Wednesday, September 16, 2015

Raw

Sometimes the pain is just a dull flame. It burns, but not agonizingly so, and it has burned for so long you've almost trained yourself to ignore it. But then sometimes, just a little thing, a little puff of air can make it flare up so strong that you can't even look at yourself in the mirror anymore.

I've talked and coached myself into this hollow, smiley mask of life, going about my days, raising my son and preparing for my future, but I can't deny it anymore. A massive part of my heart is missing.

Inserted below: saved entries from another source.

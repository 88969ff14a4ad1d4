//! JWT token validation.
//!
//! Tokens are minted by the identity service. `issue_token` exists for tooling
//! and tests that need a token signed with the shared secret.

use chrono::{Duration, Utc};
use jsonwebtoken::{DecodingKey, EncodingKey, Header, Validation, decode, encode};
use thiserror::Error;
use uuid::Uuid;

use crate::auth::Claims;

/// JWT configuration.
#[derive(Debug, Clone)]
pub struct JwtConfig {
    /// Secret key for signing tokens.
    pub secret: String,
    /// Access token expiration in minutes.
    pub access_token_expires_minutes: i64,
}

impl Default for JwtConfig {
    fn default() -> Self {
        Self {
            secret: "change-me-in-production".to_string(),
            access_token_expires_minutes: 15,
        }
    }
}

/// Errors that can occur during JWT operations.
#[derive(Debug, Error)]
pub enum JwtError {
    /// Token encoding failed.
    #[error("failed to encode token: {0}")]
    EncodingError(String),

    /// Token decoding failed.
    #[error("failed to decode token: {0}")]
    DecodingError(String),

    /// Token has expired.
    #[error("token has expired")]
    Expired,
}

/// JWT service for token operations.
#[derive(Clone)]
pub struct JwtService {
    config: JwtConfig,
    encoding_key: EncodingKey,
    decoding_key: DecodingKey,
}

impl std::fmt::Debug for JwtService {
    fn fmt(&self, f: &mut std::fmt::Formatter<'_>) -> std::fmt::Result {
        f.debug_struct("JwtService")
            .field("config", &self.config)
            .field("encoding_key", &"[hidden]")
            .field("decoding_key", &"[hidden]")
            .finish()
    }
}

impl JwtService {
    /// Creates a new JWT service with the given configuration.
    #[must_use]
    pub fn new(config: JwtConfig) -> Self {
        let encoding_key = EncodingKey::from_secret(config.secret.as_bytes());
        let decoding_key = DecodingKey::from_secret(config.secret.as_bytes());
        Self {
            config,
            encoding_key,
            decoding_key,
        }
    }

    /// Issues an access token for a user in a company context.
    ///
    /// # Errors
    ///
    /// Returns `JwtError::EncodingError` if token generation fails.
    pub fn issue_token(
        &self,
        user_id: Uuid,
        company_id: Uuid,
        branch_id: Option<Uuid>,
        role: &str,
    ) -> Result<String, JwtError> {
        let expires_at = Utc::now() + Duration::minutes(self.config.access_token_expires_minutes);
        let mut claims = Claims::new(user_id, company_id, role, expires_at);
        claims.branch = branch_id;

        encode(&Header::default(), &claims, &self.encoding_key)
            .map_err(|e| JwtError::EncodingError(e.to_string()))
    }

    /// Validates and decodes a token.
    ///
    /// # Errors
    ///
    /// Returns `JwtError::Expired` if the token has expired.
    /// Returns `JwtError::DecodingError` if the token is malformed.
    pub fn validate_token(&self, token: &str) -> Result<Claims, JwtError> {
        let validation = Validation::default();

        decode::<Claims>(token, &self.decoding_key, &validation)
            .map(|data| data.claims)
            .map_err(|e| match e.kind() {
                jsonwebtoken::errors::ErrorKind::ExpiredSignature => JwtError::Expired,
                _ => JwtError::DecodingError(e.to_string()),
            })
    }
}
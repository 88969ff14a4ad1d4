//! Typed IDs for type-safe entity references.
//!
//! Using typed IDs prevents accidentally passing an `AccountId` where a `CompanyId` is expected.

use serde::{Deserialize, Serialize};
use uuid::Uuid;

/// Macro to generate typed ID wrappers.
macro_rules! typed_id {
    ($name:ident, $doc:expr) => {
        #[doc = $doc]
        #[derive(Debug, Clone, Copy, PartialEq, Eq, PartialOrd, Ord, Hash, Serialize, Deserialize)]
        #[serde(transparent)]
        pub struct $name(pub Uuid);

        impl $name {
            /// Creates a new random ID using UUID v7 (time-ordered).
            #[must_use]
            pub fn new() -> Self {
                Self(Uuid::now_v7())
            }

            /// Creates an ID from an existing UUID.
            #[must_use]
            pub const fn from_uuid(uuid: Uuid) -> Self {
                Self(uuid)
            }

            /// Returns the inner UUID.
            #[must_use]
            pub const fn into_inner(self) -> Uuid {
                self.0
            }
        }

        impl Default for $name {
            fn default() -> Self {
                Self::new()
            }
        }

        impl std::fmt::Display for $name {
            fn fmt(&self, f: &mut std::fmt::Formatter<'_>) -> std::fmt::Result {
                write!(f, "{}", self.0)
            }
        }

        impl std::str::FromStr for $name {
            type Err = uuid::Error;

            fn from_str(s: &str) -> Result<Self, Self::Err> {
                Ok(Self(Uuid::parse_str(s)?))
            }
        }
    };
}

typed_id!(UserId, "Unique identifier for a user.");
typed_id!(CompanyId, "Unique identifier for a company (tenant).");
typed_id!(AccountId, "Unique identifier for a chart of accounts entry.");
typed_id!(JournalEntryId, "Unique identifier for a journal entry.");
typed_id!(PeriodId, "Unique identifier for an accounting period.");

#[cfg(test)]
mod tests {
    use super::*;
    use std::str::FromStr;

    #[test]
    fn test_typed_id_roundtrips_through_string() {
        let id = CompanyId::new();
        let parsed = CompanyId::from_str(&id.to_string()).unwrap();
        assert_eq!(id, parsed);
    }

    #[test]
    fn test_typed_id_serializes_transparently() {
        let uuid = Uuid::parse_str("550e8400-e29b-41d4-a716-446655440000").unwrap();
        let id = AccountId::from_uuid(uuid);
        assert_eq!(
            serde_json::to_string(&id).unwrap(),
            "\"550e8400-e29b-41d4-a716-446655440000\""
        );
        assert_eq!(id.into_inner(), uuid);
    }

    #[test]
    fn test_invalid_id_string() {
        assert!(PeriodId::from_str("not-a-uuid").is_err());
    }
}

I wasn't ready for her, I didn't want her, I didn't want my life to go down that path, but I made the choices that opened it up to her anyways, and then she came, and I realized, even if I didn't want my life to go that way, I loved her despite it all, and I would risk losing what I thought was my only chance at the life I thought I wanted, because she was worth the risk. She was the innocent one, she hadn't asked for any of it. I ended up getting what I thought I wanted anyways, but it wasn't. We settled for each other, and she paid the price for it. And then when we couldn't settle anymore, we turned her into our tug-o'-war rope and started yanking. She didn't ask for that. She doesn't even remember it, but you could see it affected her. And then we yanked harder, and harder....and I lost. And now here I sit, wearing this mask for the world, trying to go on with my life, but no one the secrets I hide inside. No one sees the pain, the levels of complicated pain, no one sees the hurt. I don't think I do either, until I see something that forces me to deal with it, and then it comes out in tears, in horrible thoughts, in mood swings. And then he pays the price for those. Two innocent lives, marked and defaced by poor choices. Two others that jumped in blindly, in love, and desire to be there....and now hurt. And then the two offenders, who only went down that road from pre-existing pain, and desperation. So many lives hurt now.

This is me. Raw. And if you don't understand anything I've said, that's fine; it's mostly for me. If you do.....just remember.